_Records to process_:
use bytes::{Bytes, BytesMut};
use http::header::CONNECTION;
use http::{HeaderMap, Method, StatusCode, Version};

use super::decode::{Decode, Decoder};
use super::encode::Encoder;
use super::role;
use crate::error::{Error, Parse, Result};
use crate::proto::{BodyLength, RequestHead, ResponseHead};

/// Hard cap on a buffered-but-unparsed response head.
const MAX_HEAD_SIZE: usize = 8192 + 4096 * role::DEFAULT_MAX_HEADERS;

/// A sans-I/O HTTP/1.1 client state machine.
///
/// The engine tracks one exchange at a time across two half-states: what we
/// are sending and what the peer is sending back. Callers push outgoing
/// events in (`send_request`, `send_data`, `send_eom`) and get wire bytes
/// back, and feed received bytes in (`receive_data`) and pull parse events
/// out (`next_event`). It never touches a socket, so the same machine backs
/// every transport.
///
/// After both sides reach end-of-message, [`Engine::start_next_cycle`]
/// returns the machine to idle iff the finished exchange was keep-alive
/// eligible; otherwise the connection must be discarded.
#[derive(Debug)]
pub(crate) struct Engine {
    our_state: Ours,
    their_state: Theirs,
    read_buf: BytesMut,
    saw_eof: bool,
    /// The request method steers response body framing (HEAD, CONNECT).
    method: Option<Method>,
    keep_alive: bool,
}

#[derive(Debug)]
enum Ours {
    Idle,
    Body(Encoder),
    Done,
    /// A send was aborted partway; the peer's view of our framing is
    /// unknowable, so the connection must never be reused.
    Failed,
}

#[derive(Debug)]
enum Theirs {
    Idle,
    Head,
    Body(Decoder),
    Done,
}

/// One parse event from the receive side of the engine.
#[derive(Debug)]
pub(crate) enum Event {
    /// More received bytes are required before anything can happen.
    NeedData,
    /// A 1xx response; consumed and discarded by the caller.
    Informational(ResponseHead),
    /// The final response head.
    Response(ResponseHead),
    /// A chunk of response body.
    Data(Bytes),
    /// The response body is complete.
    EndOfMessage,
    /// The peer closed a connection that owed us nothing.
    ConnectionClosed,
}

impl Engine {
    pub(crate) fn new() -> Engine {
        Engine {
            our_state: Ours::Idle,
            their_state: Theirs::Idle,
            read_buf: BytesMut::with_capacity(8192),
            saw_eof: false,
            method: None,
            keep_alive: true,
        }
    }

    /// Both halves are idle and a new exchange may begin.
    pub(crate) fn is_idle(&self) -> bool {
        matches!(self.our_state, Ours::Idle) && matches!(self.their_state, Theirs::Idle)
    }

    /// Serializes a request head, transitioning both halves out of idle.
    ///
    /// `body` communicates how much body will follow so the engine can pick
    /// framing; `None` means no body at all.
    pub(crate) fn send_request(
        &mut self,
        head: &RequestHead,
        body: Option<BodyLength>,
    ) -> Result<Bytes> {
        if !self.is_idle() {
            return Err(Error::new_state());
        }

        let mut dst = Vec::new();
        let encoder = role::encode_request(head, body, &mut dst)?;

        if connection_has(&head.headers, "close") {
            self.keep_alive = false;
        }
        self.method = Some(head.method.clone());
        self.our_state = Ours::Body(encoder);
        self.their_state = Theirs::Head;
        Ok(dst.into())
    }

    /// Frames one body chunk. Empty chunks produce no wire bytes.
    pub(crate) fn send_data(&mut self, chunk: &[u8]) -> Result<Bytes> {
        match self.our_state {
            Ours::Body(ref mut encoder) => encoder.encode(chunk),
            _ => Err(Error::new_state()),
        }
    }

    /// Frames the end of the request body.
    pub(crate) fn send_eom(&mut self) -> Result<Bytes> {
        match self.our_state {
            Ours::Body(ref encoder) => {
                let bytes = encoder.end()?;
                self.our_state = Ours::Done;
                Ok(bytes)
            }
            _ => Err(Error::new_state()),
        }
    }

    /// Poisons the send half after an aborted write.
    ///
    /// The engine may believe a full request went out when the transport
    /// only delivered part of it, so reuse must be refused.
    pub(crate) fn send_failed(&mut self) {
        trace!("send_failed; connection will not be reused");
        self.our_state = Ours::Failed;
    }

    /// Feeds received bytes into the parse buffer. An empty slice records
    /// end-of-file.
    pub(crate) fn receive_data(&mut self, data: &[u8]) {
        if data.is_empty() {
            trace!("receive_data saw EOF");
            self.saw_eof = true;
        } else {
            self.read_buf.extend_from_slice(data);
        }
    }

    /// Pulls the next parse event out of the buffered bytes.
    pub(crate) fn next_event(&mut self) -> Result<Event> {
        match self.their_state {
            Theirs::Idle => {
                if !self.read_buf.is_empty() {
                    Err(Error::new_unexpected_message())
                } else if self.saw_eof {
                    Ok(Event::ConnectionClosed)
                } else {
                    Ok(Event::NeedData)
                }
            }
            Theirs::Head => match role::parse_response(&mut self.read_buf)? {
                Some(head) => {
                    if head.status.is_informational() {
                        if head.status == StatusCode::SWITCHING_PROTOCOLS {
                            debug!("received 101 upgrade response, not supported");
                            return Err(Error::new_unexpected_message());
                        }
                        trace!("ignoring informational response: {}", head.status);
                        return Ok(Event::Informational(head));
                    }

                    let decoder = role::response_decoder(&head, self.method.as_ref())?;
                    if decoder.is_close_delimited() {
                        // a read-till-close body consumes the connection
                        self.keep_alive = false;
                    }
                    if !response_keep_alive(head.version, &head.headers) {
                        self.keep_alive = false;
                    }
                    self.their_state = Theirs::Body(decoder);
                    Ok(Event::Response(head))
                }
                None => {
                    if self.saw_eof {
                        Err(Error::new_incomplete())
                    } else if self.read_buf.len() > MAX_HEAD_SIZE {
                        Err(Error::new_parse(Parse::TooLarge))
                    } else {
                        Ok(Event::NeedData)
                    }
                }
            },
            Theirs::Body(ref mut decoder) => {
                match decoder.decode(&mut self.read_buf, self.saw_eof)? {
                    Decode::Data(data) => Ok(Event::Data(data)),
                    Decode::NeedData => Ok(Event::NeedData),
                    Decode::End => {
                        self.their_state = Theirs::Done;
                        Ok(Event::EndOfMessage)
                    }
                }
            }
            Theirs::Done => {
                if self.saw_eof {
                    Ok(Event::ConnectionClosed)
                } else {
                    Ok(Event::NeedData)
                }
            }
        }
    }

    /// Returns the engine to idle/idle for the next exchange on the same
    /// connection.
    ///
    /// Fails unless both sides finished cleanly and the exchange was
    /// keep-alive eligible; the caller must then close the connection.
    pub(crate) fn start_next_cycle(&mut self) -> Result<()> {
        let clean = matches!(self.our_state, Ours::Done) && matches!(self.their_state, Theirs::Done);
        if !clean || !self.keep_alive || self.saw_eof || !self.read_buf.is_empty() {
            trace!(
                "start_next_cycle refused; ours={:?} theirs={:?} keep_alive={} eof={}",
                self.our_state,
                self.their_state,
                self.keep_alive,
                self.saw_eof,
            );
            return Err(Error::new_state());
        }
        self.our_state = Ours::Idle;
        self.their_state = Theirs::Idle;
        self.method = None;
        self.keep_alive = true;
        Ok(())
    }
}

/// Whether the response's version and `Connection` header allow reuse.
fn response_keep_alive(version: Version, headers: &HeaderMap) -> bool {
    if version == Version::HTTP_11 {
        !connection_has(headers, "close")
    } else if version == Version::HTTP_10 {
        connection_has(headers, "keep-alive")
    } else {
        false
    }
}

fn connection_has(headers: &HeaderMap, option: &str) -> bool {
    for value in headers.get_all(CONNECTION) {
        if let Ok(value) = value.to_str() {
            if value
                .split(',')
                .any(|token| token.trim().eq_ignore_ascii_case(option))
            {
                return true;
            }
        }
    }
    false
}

==

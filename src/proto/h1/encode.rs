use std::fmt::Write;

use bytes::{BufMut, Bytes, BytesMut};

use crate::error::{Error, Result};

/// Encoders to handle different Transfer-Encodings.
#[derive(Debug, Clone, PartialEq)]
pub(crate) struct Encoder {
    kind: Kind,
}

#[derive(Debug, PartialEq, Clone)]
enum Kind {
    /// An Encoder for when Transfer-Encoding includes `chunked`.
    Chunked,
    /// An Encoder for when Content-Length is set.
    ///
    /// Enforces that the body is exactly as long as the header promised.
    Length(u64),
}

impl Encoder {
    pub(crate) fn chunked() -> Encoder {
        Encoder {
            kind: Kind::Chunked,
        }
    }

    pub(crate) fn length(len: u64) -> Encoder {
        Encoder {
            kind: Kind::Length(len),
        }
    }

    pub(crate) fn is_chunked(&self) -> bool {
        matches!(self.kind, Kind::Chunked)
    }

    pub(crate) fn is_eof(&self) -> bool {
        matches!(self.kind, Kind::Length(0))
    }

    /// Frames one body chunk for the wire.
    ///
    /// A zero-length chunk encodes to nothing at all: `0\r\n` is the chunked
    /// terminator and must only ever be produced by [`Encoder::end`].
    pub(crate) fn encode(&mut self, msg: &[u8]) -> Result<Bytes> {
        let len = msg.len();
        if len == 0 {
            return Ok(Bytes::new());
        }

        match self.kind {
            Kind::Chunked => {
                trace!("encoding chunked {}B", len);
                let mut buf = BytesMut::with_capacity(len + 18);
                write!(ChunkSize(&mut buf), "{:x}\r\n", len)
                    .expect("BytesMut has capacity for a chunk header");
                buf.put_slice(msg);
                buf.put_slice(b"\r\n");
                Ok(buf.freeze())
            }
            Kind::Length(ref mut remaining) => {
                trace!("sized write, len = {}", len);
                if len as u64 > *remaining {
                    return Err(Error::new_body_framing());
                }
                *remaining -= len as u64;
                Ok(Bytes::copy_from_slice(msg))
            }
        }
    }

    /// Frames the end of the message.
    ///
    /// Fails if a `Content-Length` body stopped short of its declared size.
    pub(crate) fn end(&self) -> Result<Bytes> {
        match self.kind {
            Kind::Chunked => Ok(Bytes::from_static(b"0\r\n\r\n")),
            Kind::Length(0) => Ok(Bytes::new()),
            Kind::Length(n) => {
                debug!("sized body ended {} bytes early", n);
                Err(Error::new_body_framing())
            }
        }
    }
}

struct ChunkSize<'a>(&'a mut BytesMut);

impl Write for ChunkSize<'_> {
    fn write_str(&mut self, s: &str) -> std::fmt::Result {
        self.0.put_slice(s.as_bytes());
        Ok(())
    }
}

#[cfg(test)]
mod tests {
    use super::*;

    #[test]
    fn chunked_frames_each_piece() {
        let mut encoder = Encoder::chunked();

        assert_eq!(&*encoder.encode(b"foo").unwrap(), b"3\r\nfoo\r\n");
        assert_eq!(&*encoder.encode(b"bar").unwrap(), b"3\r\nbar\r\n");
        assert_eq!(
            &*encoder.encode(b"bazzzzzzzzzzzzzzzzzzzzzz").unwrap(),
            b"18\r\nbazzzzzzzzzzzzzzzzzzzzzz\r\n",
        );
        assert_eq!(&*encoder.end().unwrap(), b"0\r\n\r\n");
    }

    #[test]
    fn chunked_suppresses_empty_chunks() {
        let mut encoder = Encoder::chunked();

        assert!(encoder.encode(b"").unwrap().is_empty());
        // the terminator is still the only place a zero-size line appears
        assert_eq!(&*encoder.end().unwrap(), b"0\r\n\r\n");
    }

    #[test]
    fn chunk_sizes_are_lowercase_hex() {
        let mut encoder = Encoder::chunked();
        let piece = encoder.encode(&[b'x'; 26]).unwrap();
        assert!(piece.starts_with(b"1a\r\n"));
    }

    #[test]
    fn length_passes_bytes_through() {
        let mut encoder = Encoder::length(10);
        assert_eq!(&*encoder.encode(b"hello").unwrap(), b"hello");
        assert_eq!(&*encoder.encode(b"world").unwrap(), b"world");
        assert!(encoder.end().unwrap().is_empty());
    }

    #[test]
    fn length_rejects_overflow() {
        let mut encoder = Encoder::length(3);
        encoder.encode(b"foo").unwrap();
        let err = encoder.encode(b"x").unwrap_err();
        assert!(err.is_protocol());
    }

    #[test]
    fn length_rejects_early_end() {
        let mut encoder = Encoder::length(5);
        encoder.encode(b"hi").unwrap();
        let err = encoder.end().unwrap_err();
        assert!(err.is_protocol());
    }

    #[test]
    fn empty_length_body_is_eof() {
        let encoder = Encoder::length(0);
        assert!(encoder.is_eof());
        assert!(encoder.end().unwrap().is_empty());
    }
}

* * *

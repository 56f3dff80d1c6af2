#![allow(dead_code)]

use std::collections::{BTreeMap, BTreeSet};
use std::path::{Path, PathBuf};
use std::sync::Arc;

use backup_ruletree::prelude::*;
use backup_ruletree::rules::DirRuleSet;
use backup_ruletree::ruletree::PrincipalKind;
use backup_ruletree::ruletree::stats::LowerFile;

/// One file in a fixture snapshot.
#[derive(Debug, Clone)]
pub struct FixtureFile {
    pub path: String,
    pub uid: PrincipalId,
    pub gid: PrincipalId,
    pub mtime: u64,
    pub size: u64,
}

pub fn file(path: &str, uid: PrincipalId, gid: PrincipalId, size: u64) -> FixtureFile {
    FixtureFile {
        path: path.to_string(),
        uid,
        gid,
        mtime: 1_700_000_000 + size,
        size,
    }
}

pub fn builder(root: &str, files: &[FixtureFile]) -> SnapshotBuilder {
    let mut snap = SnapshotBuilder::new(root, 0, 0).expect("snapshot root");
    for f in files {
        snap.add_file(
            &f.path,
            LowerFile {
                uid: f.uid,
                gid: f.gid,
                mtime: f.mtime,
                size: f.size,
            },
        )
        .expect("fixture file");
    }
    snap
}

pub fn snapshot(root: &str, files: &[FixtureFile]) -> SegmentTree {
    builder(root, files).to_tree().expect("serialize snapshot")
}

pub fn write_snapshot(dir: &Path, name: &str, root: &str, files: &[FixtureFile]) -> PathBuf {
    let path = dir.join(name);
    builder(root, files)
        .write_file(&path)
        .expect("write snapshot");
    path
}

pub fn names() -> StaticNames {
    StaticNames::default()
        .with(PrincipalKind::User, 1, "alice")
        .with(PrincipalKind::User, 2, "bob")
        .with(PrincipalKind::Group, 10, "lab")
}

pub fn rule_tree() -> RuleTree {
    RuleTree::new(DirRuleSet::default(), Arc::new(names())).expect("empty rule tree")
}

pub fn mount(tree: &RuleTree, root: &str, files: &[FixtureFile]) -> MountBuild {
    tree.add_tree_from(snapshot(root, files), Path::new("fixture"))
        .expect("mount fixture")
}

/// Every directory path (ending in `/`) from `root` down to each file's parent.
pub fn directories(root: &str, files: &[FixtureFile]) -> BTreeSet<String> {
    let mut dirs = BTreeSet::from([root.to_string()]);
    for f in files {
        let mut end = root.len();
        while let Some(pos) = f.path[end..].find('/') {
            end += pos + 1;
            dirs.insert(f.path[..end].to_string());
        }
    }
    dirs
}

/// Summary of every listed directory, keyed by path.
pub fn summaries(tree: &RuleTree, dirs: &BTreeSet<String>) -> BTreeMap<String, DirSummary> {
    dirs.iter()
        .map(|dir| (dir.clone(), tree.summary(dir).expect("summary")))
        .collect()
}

_The task_: A word-for-word copy of the lines above from the one with "PrincipalId, size: u64)" through the one with "pub fn snapshot(root: &str, files: &[FixtureFile])", inclusive, is the only output wanted.

_Exercise output_:
pub fn file(path: &str, uid: PrincipalId, gid: PrincipalId, size: u64) -> FixtureFile {
    FixtureFile {
        path: path.to_string(),
        uid,
        gid,
        mtime: 1_700_000_000 + size,
        size,
    }
}

pub fn builder(root: &str, files: &[FixtureFile]) -> SnapshotBuilder {
    let mut snap = SnapshotBuilder::new(root, 0, 0).expect("snapshot root");
    for f in files {
        snap.add_file(
            &f.path,
            LowerFile {
                uid: f.uid,
                gid: f.gid,
                mtime: f.mtime,
                size: f.size,
            },
        )
        .expect("fixture file");
    }
    snap
}

pub fn snapshot(root: &str, files: &[FixtureFile]) -> SegmentTree {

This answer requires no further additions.